[Exercise directions] Copy all lines containing the string "handlers" from the records below.

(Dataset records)
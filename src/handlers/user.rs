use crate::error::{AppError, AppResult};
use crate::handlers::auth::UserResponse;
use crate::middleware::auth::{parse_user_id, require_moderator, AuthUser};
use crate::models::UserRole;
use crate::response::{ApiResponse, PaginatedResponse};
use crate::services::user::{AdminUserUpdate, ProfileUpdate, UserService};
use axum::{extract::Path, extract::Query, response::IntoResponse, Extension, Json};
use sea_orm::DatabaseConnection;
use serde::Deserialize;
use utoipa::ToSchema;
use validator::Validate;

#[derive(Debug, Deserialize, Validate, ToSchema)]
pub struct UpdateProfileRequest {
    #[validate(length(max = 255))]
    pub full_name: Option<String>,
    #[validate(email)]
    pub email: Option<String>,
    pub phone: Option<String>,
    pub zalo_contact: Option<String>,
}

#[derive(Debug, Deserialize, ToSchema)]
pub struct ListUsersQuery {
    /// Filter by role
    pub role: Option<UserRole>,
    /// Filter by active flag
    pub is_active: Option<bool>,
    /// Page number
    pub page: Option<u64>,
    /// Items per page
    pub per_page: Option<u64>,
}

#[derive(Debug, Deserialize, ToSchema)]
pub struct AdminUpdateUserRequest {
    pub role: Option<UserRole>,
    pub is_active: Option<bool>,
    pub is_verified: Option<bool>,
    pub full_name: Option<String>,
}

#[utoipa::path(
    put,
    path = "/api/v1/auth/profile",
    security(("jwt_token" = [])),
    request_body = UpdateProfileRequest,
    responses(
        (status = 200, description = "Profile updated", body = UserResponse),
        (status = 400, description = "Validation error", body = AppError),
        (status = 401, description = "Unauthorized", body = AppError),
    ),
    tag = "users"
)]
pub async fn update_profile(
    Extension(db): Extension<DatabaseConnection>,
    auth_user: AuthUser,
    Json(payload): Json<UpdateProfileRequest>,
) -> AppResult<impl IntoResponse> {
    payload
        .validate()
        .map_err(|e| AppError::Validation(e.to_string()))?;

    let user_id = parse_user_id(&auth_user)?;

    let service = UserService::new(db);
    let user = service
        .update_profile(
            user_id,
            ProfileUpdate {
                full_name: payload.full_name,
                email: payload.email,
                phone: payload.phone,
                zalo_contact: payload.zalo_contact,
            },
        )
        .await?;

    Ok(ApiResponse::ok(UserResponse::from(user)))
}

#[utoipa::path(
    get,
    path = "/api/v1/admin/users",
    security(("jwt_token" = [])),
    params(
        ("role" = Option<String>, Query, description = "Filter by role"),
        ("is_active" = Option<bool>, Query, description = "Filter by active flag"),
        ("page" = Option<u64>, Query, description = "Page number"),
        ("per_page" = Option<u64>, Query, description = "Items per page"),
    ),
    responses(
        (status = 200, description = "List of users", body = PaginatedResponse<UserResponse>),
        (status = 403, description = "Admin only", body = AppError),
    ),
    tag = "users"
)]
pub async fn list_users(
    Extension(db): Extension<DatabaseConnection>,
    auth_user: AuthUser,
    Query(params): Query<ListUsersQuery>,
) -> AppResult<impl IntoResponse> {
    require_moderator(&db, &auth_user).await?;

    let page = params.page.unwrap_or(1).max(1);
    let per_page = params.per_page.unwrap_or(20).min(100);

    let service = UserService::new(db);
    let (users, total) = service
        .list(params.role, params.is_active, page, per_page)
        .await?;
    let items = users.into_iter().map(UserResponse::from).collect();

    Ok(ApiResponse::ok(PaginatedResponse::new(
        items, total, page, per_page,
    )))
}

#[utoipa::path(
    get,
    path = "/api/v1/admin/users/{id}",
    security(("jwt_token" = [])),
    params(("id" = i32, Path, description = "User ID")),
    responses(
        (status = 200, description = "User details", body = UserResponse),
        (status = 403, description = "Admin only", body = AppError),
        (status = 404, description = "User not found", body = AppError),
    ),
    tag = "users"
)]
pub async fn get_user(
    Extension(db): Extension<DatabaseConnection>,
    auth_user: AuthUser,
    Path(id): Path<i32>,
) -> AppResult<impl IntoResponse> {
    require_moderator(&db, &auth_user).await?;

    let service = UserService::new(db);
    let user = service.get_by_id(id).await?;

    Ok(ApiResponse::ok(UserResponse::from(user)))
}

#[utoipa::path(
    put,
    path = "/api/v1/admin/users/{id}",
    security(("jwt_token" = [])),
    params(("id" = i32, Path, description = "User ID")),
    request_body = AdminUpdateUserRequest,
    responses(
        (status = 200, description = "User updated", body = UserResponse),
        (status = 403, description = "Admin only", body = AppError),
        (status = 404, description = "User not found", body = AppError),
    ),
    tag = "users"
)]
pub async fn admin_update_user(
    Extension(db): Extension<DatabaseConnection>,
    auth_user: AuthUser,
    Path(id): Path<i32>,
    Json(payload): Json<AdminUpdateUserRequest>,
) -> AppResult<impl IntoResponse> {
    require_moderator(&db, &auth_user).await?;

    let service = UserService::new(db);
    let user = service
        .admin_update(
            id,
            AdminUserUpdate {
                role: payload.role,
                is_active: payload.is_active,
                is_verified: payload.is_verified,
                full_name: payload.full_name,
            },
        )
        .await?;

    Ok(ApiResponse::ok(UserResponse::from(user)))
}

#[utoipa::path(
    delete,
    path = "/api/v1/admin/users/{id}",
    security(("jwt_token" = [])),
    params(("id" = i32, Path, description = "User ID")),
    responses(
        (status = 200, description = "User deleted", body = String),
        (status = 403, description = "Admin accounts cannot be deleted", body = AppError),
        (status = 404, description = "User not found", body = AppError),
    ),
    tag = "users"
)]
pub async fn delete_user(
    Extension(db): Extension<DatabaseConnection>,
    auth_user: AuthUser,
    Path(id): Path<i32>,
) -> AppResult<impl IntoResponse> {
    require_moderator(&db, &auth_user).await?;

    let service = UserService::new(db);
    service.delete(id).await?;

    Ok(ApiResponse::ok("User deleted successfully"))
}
==
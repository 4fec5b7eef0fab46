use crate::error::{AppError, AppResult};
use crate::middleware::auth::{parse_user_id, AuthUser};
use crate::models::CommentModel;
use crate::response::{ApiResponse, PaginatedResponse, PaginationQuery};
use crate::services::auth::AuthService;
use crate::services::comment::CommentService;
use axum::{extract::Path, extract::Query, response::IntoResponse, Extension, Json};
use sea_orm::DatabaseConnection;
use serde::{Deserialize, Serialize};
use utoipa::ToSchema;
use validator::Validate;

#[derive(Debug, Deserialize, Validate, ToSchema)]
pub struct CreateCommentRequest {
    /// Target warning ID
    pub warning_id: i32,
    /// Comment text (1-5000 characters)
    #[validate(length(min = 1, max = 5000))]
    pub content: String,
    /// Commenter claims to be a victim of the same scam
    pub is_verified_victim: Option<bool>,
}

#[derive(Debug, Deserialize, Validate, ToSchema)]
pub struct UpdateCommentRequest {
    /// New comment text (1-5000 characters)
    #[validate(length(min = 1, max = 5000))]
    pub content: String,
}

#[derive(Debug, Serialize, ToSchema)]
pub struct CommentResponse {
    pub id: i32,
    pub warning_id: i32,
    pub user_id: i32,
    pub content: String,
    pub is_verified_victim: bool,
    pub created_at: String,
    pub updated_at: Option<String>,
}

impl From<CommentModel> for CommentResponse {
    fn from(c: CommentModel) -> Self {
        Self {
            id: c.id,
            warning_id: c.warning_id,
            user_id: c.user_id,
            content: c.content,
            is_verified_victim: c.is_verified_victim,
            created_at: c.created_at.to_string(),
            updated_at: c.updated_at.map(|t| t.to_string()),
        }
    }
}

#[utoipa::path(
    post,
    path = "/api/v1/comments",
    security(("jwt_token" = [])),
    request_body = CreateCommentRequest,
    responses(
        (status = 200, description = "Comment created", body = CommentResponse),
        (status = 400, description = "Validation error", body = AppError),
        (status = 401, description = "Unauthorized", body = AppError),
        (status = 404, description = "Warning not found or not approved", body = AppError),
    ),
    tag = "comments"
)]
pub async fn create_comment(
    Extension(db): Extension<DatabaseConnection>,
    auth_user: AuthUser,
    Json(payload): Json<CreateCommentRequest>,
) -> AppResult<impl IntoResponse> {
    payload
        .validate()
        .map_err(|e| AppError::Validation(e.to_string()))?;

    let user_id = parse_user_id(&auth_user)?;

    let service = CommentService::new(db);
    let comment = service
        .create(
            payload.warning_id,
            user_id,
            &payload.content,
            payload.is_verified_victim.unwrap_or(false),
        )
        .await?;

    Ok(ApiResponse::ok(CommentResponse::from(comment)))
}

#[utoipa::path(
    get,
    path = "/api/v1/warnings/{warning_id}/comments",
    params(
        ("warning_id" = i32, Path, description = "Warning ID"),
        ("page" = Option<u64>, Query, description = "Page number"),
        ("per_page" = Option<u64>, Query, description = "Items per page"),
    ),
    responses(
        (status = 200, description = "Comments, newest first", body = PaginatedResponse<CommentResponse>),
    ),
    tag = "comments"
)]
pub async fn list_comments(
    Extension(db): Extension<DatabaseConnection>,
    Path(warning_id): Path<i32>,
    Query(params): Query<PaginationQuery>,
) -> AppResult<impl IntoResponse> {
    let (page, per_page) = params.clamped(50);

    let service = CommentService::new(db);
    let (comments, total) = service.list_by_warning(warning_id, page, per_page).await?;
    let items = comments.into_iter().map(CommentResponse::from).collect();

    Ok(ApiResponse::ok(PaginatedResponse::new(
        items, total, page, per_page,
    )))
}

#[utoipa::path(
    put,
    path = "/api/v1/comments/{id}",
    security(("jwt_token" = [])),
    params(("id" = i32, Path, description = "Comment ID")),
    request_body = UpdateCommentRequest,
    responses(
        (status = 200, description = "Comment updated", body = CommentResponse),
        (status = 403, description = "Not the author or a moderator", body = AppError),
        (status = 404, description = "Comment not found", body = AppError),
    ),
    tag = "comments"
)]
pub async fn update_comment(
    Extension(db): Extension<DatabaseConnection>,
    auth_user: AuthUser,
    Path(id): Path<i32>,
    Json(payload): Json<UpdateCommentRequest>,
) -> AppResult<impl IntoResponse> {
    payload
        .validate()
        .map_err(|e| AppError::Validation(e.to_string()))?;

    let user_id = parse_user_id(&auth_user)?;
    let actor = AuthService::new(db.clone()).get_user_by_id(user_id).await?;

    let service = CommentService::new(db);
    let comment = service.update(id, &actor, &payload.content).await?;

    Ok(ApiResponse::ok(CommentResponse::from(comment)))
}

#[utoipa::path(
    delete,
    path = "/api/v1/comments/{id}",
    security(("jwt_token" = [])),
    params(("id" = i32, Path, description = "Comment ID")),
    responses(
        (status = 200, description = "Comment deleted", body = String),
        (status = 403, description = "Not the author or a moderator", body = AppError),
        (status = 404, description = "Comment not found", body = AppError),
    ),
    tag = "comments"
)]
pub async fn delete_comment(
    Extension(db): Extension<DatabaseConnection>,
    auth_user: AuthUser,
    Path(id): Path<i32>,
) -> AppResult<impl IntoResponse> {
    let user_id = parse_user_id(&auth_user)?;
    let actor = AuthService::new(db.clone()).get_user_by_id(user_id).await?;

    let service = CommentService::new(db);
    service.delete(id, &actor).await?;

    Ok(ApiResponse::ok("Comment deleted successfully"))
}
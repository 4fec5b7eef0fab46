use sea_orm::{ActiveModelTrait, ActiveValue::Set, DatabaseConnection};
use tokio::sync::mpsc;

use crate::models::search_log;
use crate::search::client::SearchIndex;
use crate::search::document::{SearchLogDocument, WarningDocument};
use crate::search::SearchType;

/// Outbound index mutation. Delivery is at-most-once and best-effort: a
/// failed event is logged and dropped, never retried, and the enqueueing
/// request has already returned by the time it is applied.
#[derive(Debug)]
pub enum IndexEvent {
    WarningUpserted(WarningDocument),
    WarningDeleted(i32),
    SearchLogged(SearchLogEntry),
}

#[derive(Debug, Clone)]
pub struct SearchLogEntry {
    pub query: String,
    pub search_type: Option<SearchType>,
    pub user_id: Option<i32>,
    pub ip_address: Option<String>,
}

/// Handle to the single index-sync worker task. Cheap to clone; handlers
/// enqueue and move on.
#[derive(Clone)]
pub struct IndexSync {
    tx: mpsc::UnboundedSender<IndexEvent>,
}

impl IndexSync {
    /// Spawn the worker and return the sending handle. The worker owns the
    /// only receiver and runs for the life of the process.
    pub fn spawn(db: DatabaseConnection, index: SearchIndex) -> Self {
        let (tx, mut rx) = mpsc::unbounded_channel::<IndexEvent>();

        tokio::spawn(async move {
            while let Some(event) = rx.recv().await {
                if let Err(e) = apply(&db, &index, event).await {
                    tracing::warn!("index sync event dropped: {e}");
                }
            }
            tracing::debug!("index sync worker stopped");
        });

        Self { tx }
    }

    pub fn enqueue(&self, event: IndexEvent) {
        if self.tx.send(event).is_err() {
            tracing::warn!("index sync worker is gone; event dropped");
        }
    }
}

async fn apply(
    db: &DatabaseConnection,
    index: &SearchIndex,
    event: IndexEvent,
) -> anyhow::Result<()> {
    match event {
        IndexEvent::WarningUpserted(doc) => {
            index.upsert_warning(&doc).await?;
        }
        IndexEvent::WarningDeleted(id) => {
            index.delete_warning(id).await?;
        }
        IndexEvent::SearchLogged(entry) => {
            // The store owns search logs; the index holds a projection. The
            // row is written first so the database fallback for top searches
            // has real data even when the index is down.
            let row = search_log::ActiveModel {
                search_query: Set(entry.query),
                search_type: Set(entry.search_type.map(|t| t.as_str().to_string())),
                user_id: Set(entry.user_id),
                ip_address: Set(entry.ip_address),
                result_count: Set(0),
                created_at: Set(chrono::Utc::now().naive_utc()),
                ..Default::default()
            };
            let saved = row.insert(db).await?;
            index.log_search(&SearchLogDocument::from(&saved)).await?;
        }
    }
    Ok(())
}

[Exercise answer]
filename src/handlers/user.rs
use crate::handlers::auth::UserResponse;
/// Handle to the single index-sync worker task. Cheap to clone; handlers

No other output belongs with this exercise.